Il faut s’habiller chaudement pour suivre notre guide du jour, Ghost in the Loop, musicien et compositeur, jusqu’à son lieu de travail. La haute montagne, lieu de rencontre avec ceux qu’il traite en partenaires d’improvisation : les glaciers alpins. Un craquement, un son, un ruissèlement, une vibration… il enregistre tout à l’aide de ses micros avec pour but de faire découvrir au plus grand nombre les mélodies intimes de ces géants qui fondent à vue d’œil. C’est avec cette eau, recueillie à même la glace par des glaciologues, que Barthélemy Antoine-Loeff a travaillé. L’artiste, qui se présente comme « éleveur d’icebergs », l’a coulée dans un moule reproduisant les sillons d’un disque classique avant de le congeler. Résultat : un disque qui tourne sur une platine comme n’importe quel disque de votre étagère. Seulement, lui, a la particularité de fondre au contact de l’air ambiant. Les sillons s’effacent. La musique s’éteint. Le silence s’installe. Métaphore des colosses qu’il incarne. L’art et l’ingéniosité au service d’une cause qui mérite d’être entendue. Cette expédition glaciaire a été immortalisée par Maël Sevestre, frère de la glaciologue Heidi Sevestre, marraine de l’initiative. Un film qui donne corps à ce projet, où l’art et la science se rejoignent pour un même combat.

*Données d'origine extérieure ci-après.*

//! Output artifact assembly

use crate::identifier::ScanIdentity;
use crate::resume::CheckpointState;
use crate::scanner::{ScanConfig, ScanStatus};
use crate::stats::{compare_user_ids, MediaCounts, Totals, UserStats};
use chrono::{DateTime, Utc};
use serde::Serialize;
use std::cmp::Reverse;
use std::collections::BTreeMap;

/// Artifact schema version
pub const REPORT_VERSION: u32 = 1;

/// Timing of the run that produced an artifact
#[derive(Debug, Clone, Serialize, PartialEq)]
pub struct RunInfo {
    /// Run start
    pub started_at: DateTime<Utc>,
    /// Run end
    pub finished_at: DateTime<Utc>,
    /// Wall-clock seconds
    pub elapsed_seconds: f64,
    /// Messages counted in this run
    pub messages_this_run: u64,
    /// Throughput of this run
    pub messages_per_second: f64,
}

/// Inputs besides the checkpoint state
#[derive(Debug, Clone, Copy)]
pub struct ReportContext<'a> {
    /// How the run ended
    pub status: ScanStatus,
    /// Identity that was scanned
    pub identity: &'a ScanIdentity,
    /// Checkpoint file name
    pub checkpoint_file: &'a str,
    /// Effective configuration
    pub config: &'a ScanConfig,
}

/// Scan parameters and effective configuration
#[derive(Debug, Clone, Serialize, PartialEq)]
pub struct ReportSettings {
    /// Stream id
    pub stream_id: String,
    /// Channel id
    pub channel_id: String,
    /// Start boundary
    pub start: Option<DateTime<Utc>>,
    /// End boundary
    pub end: Option<DateTime<Utc>>,
    /// Automated accounts counted
    pub include_bots: bool,
    /// Stopwords dropped
    pub use_stopwords: bool,
    /// Inter-page delay disabled
    pub fast_mode: bool,
    /// Messages per page
    pub page_size: usize,
    /// Global word list length
    pub top_words_limit: usize,
    /// Per-user word list length
    pub user_top_words_limit: usize,
    /// Dedupe window size
    pub dedupe_window: usize,
}

/// One entry of the global word list
#[derive(Debug, Clone, Serialize, PartialEq)]
pub struct TopWord {
    /// Word
    pub word: String,
    /// Global count
    pub count: u64,
    /// Heaviest user of the word
    pub top_user: Option<TopUser>,
}

/// Attributed contributor of a word
#[derive(Debug, Clone, Serialize, PartialEq)]
pub struct TopUser {
    /// User id
    pub user_id: String,
    /// Label
    pub label: String,
    /// The user's count
    pub count: u64,
}

/// One entry of the message-count ranking
#[derive(Debug, Clone, Serialize, PartialEq)]
pub struct RankedUser {
    /// 1-based rank
    pub rank: usize,
    /// User id
    pub user_id: String,
    /// Label
    pub label: String,
    /// Messages counted
    pub message_count: u64,
}

/// Per-user counters
#[derive(Debug, Clone, Serialize, PartialEq)]
pub struct UserCounts {
    /// Messages counted
    pub message_count: u64,
    /// Messages without media
    pub text_only_count: u64,
    /// Media counters
    pub media: MediaCounts,
    /// Word tokens
    pub total_word_uses: u64,
}

/// A word with a count
#[derive(Debug, Clone, Serialize, PartialEq)]
pub struct WordCount {
    /// Word
    pub word: String,
    /// Count
    pub count: u64,
}

/// Per-user breakdown
#[derive(Debug, Clone, Serialize, PartialEq)]
pub struct UserReport {
    /// User id
    pub user_id: String,
    /// Label
    pub label: String,
    /// Counters
    pub counts: UserCounts,
    /// Distinct words used
    pub unique_words: usize,
    /// Most used words
    pub top_words: Vec<WordCount>,
}

/// Immutable snapshot written at the end of an invocation
#[derive(Debug, Clone, Serialize, PartialEq)]
pub struct OutputArtifact {
    /// Schema version
    pub version: u32,
    /// Creation time
    pub generated_at: DateTime<Utc>,
    /// How the run ended
    pub outcome: ScanStatus,
    /// Identity key
    pub checkpoint_key: String,
    /// Checkpoint file name
    pub checkpoint_file: String,
    /// Parameters and configuration
    pub settings: ReportSettings,
    /// Run timing
    pub run: RunInfo,
    /// Aggregate counters
    pub totals: Totals,
    /// Most used words overall
    pub top_words: Vec<TopWord>,
    /// Users ranked by message count
    pub users_by_messages: Vec<RankedUser>,
    /// Per-user breakdown, same order as the ranking
    pub users: Vec<UserReport>,
}

impl OutputArtifact {
    /// Assemble an artifact from the final state of a run
    pub fn build(state: &CheckpointState, context: ReportContext<'_>, run: RunInfo) -> Self {
        let config = context.config;
        let identity = context.identity;
        let stats = &state.stats;

        let top_words = top_counts(&stats.words, config.top_words_limit)
            .into_iter()
            .map(|entry| TopWord {
                top_user: stats.word_leaders.get(&entry.word).map(|leader| TopUser {
                    user_id: leader.user_id.clone(),
                    label: leader.label.clone(),
                    count: leader.count,
                }),
                word: entry.word,
                count: entry.count,
            })
            .collect();

        let ranked = rank_users(&stats.users);

        let users_by_messages = ranked
            .iter()
            .enumerate()
            .map(|(i, user)| RankedUser {
                rank: i + 1,
                user_id: user.user_id.clone(),
                label: user.label.clone(),
                message_count: user.message_count,
            })
            .collect();

        let users = ranked
            .iter()
            .map(|user| UserReport {
                user_id: user.user_id.clone(),
                label: user.label.clone(),
                counts: UserCounts {
                    message_count: user.message_count,
                    text_only_count: user.text_only_count,
                    media: user.media,
                    total_word_uses: user.total_word_uses,
                },
                unique_words: user.words.len(),
                top_words: top_counts(&user.words, config.user_top_words_limit),
            })
            .collect();

        Self {
            version: REPORT_VERSION,
            generated_at: Utc::now(),
            outcome: context.status,
            checkpoint_key: identity.key(),
            checkpoint_file: context.checkpoint_file.to_string(),
            settings: ReportSettings {
                stream_id: identity.stream_id().to_string(),
                channel_id: identity.channel_id().to_string(),
                start: identity.range().start(),
                end: identity.range().end(),
                include_bots: identity.include_bots(),
                use_stopwords: config.use_stopwords,
                fast_mode: config.fast_mode,
                page_size: config.page_size,
                top_words_limit: config.top_words_limit,
                user_top_words_limit: config.user_top_words_limit,
                dedupe_window: config.dedupe_window,
            },
            run,
            totals: stats.totals.clone(),
            top_words,
            users_by_messages,
            users,
        }
    }
}

/// Highest counts first, ties by word
fn top_counts(words: &BTreeMap<String, u64>, limit: usize) -> Vec<WordCount> {
    let mut entries: Vec<(&String, &u64)> = words.iter().filter(|(_, c)| **c > 0).collect();
    entries.sort_by(|a, b| b.1.cmp(a.1).then_with(|| a.0.cmp(b.0)));
    entries
        .into_iter()
        .take(limit)
        .map(|(word, count)| WordCount {
            word: word.clone(),
            count: *count,
        })
        .collect()
}

/// Users by message count, ties by user id
fn rank_users(users: &BTreeMap<String, UserStats>) -> Vec<&UserStats> {
    let mut ranked: Vec<&UserStats> = users.values().collect();
    ranked.sort_by(|a, b| {
        Reverse(a.message_count)
            .cmp(&Reverse(b.message_count))
            .then_with(|| compare_user_ids(&a.user_id, &b.user_id))
    });
    ranked
}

On se tait. Puis, on pose le diamant dans le sillon. Et on part en virée. Sur la bande sonore, Mosimann incarne le glacier. L’artiste et producteur franco-suisse prête sa voix à la Mer de Glace elle-même, qui raconte son histoire millénaire et son agonie actuelle. Autour de cette narration, une musique électronique immersive. La composition traduit en sons la fonte progressive : chaque note correspond à une mesure du glacier, déclinant vers les graves à mesure qu’il rétrécit, jusqu’à ce « si » final qui sonne comme un adieu.
Le 33 tours cristallise ainsi le travail des scientifiques. Bien qu’éphémère, il est un objet symbolique, moteur d’actions. Au demeurant, cette fragilité n’est pas un défaut. C’est le cœur du message. Isabelle Susini, directrice de 1% for the Planet France, rappelle que son réseau a reversé près de 87 millions d’euros à des associations environnementales dans tout le pays depuis 2002. Mais face à l’urgence, les constats ne suffisent plus. Car dans un monde où 529 fake news climatiques ont été répertoriées par Data for Good depuis le début de l’année, les glaciers, en plus de manquer de visibilité, sont ensevelis par de mauvaises informations.
Ce vinyle seul ne parviendra pas à changer les choses. Chaque écoute est unique, chaque fonte irréversible. Comme les glaciers français, qui ont déjà perdu 40% de leur volume en vingt-cinq ans. La Mer de Glace, aujourd’hui condamnée, continue pourtant de faire entendre sa voix. Cette performance marque le point d’orgue de l’Année internationale de la préservation des glaciers, proclamée par l’UNESCO. L’opération 1% pour les Glaciers vise à collecter 100 000 euros pour six associations de préservation des glaciers et de protection des écosystèmes post-glaciaires. À ce jour, 75 000 euros ont été récoltés.